**WHAT THE TASK REQUIRES**
Pull out every line with the word "String" from the entries below.

**TASK INPUT**
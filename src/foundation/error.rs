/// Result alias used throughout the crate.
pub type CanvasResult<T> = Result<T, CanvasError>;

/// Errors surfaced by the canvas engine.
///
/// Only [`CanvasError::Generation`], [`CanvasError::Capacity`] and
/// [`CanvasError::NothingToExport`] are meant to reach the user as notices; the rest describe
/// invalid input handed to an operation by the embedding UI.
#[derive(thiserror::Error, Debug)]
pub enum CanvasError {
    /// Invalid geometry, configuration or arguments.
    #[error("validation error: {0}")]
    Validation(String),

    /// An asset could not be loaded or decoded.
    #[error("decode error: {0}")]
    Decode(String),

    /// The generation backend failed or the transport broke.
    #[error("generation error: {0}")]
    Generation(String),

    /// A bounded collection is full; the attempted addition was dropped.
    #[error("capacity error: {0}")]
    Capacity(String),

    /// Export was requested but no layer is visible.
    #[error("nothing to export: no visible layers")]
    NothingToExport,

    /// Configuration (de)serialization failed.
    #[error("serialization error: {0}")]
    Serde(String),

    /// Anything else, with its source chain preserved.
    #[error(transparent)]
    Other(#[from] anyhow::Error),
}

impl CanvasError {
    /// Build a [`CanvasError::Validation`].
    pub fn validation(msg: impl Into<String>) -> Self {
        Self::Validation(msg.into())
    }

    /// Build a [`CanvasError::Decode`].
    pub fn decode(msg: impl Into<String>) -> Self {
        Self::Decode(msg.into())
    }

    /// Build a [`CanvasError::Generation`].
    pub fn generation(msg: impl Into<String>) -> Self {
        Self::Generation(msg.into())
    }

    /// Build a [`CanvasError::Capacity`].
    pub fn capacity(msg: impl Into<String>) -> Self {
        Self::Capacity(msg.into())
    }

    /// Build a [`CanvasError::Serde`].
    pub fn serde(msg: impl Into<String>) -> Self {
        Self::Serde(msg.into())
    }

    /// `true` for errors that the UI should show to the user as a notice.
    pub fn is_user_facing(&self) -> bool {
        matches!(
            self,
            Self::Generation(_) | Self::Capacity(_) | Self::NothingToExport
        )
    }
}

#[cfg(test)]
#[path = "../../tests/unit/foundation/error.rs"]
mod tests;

**EXERCISE RESULT**
    Validation(String),
    Decode(String),
    Generation(String),
    Capacity(String),
    Serde(String),
    pub fn validation(msg: impl Into<String>) -> Self {
    pub fn decode(msg: impl Into<String>) -> Self {
    pub fn generation(msg: impl Into<String>) -> Self {
    pub fn capacity(msg: impl Into<String>) -> Self {
    pub fn serde(msg: impl Into<String>) -> Self {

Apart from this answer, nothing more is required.